The holiday was a religious festival in Ireland but in America the feast day of Ireland's patron saint became a chance to show ethnic pride and political strength in the face of anti-Irish prejudice.
1762- in New York City, Irish militiamen against orders marched down Broadway to Hull's Tavern to a St. Patrick's Day breakfast. The first recorded St. Patty's Day parade. In 1848 several Irish-American organizations marched together and the parade became large enough to bring out the Mayor to preside.
As immigration grew so did the parades and the political patronage. Pulaski Day, Steuben Day, Columbus Day, Puerto-Rican Day, etc.
1845- Rubber Bands invented.
1879- New Mexico Territorial Governor Lew Wallace stopped work on his novel Ben Hur long enough to meet face-to-face outlaw Billy the Kid to discuss an amnesty.
1884- To quiet the fears of New Yorkers that the Brooklyn Bridge was too dangerous to cross, circus-master P.T. Barnum led a herd of his circus elephants led by Jumbo the Elephant across the bridge safely.
1901- At a grand exhibition of his paintings at Bernheim-Jeune Palace in Paris, the world discovered the brilliance of a poor Dutch lunatic who had shot himself a few years back- Vincent Van Gogh.
1941- The National Gallery of Art opens in Washington D.C.
1965- Chicago began the Saint Patrick’s Day tradition of dyeing the Chicago River green.
1982- Politically conservative Hollywood actors led by Charlton Heston broke with the Screen Actor’s Guild and formed a rival group called AWAG (American Working Actor’s Guild). They were angered by SAG president Ed Asner’s taking their union into national politics by publically condemning Pres. Ronald Reagan’s policies in Central America, capped by the SAG board refusing Reagan (their former president) the Guild lifetime achievement award.

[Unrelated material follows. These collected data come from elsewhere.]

//! Configuration file management command

use anyhow::{Context, Result};
use console::style;
use rotcheck_core::Settings;
use std::path::PathBuf;

/// Arguments for the config command
pub struct ConfigArgs {
    /// Initialize a new configuration file with defaults
    pub init: bool,
    /// Show the path to the configuration file
    pub path: bool,
    /// Show configuration in JSON format
    pub json: bool,
    /// Suppress output (for scripting)
    pub silent: bool,
    /// Custom configuration file path (overrides default)
    pub config_file: Option<PathBuf>,
}

/// Execute the config command
pub fn execute(args: ConfigArgs) -> Result<()> {
    let config_path = args.config_file.clone().or_else(Settings::config_path);

    if args.path {
        if let Some(path) = &config_path {
            if !args.silent {
                println!("{}", path.display());
            }
        } else if !args.silent {
            eprintln!("{}", style("Could not determine config path").yellow());
        }
        return Ok(());
    }

    if args.init {
        return init_config(config_path, args.silent);
    }

    show_config(config_path, args.json, args.silent)
}

/// Initialize a new configuration file with default values
fn init_config(config_path: Option<PathBuf>, silent: bool) -> Result<()> {
    let path = config_path.context("Could not determine configuration directory")?;

    if path.exists() {
        if !silent {
            eprintln!(
                "{} Configuration file already exists at: {}",
                style("Warning:").yellow(),
                path.display()
            );
            eprintln!("Use a text editor to modify it, or delete it to re-initialize.");
        }
        return Ok(());
    }

    let saved_path = Settings::default()
        .save_to_path(Some(path))
        .context("Failed to save configuration file")?;

    if !silent {
        println!(
            "{} Created configuration file at: {}",
            style("Success:").green(),
            saved_path.display()
        );
        println!();
        println!("You can edit this file to customize default settings.");
        println!("Example settings:");
        println!();
        println!("  [test]");
        println!("  chunk_size = \"4MiB\"          # Larger chunks for fast disks");
        println!("  sync_on_complete = true      # Flush before verifying");
        println!();
        println!("  [behavior]");
        println!("  json = true                  # Machine-readable reports");
    }

    Ok(())
}

/// Show the current configuration
fn show_config(config_path: Option<PathBuf>, json: bool, silent: bool) -> Result<()> {
    if silent {
        return Ok(());
    }

    let config_exists = config_path.as_ref().is_some_and(|p| p.exists());
    let settings = Settings::load_from_path(config_path.clone());

    if json {
        let json_output = serde_json::to_string_pretty(&settings)
            .context("Failed to serialize settings to JSON")?;
        println!("{}", json_output);
        return Ok(());
    }

    println!("{}", style("Rotcheck Configuration").bold());
    println!();

    if let Some(path) = &config_path {
        if config_exists {
            println!("  {} {}", style("Config file:").dim(), path.display());
        } else {
            println!(
                "  {} {} {}",
                style("Config file:").dim(),
                path.display(),
                style("(not found, using defaults)").yellow()
            );
        }
    }
    println!();

    println!("{}", style("[test]").cyan());
    println!("  chunk_size = \"{}\"", settings.test.chunk_size);
    println!("  progress_interval = \"{}\"", settings.test.progress_interval);
    println!("  throughput_window = {}", settings.test.throughput_window);
    println!("  sync_on_complete = {}", settings.test.sync_on_complete);
    println!();

    println!("{}", style("[behavior]").cyan());
    println!(
        "  skip_confirmation = {}",
        settings.behavior.skip_confirmation
    );
    println!("  quiet = {}", settings.behavior.quiet);
    println!("  json = {}", settings.behavior.json);

    if let Err(e) = settings.to_config() {
        println!();
        println!("{} {}", style("Warning:").yellow(), e);
    }

    if !config_exists {
        println!();
        println!(
            "{}",
            style("Run 'rotcheck config --init' to create a configuration file.").dim()
        );
    }

    Ok(())
}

As a result Ed Asner’s hit TV show “Lou Grant” lost sponsors and was cancelled, and Heston’s career cooled as well, beyond speaking at NRA events, and writing cranky letters to the L.A. Times that Ben Hur wasn’t gay.
1983- On trial for libel, and refusing to name sources, wheelchair bound porn publisher Larry Flynt showed up in a US Federal court wearing a diaper made from an American flag. This was calculated to mock a conservative demand for a Constitutional amendment against burning the flag.